Set down exactly the lines that run from the line with "impl fmt::Display for" to the end of the data, and nothing else.
START DATA EXTRACT
use serde::Serialize;
use solana_sdk::native_token::LAMPORTS_PER_SOL;
use std::fmt;

/// Native balance in lamports. The integer is the only value used for computation;
/// `Display` renders SOL for humans without going through floating point.
#[derive(Debug, Clone, Copy, PartialEq, Eq, PartialOrd, Ord, Serialize)]
#[serde(transparent)]
pub struct Lamports(pub u64);

impl Lamports {
    pub fn as_u64(self) -> u64 {
        self.0
    }

    pub fn to_sol_string(self) -> String {
        format!(
            "{}.{:09}",
            self.0 / LAMPORTS_PER_SOL,
            self.0 % LAMPORTS_PER_SOL
        )
    }
}

impl fmt::Display for Lamports {
    fn fmt(&self, f: &mut fmt::Formatter<'_>) -> fmt::Result {
        write!(f, "{} SOL", self.to_sol_string())
    }
}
END DATA EXTRACT
▶ **ANSWER TO THIS TASK**:
impl fmt::Display for Lamports {
    fn fmt(&self, f: &mut fmt::Formatter<'_>) -> fmt::Result {
        write!(f, "{} SOL", self.to_sol_string())
    }
}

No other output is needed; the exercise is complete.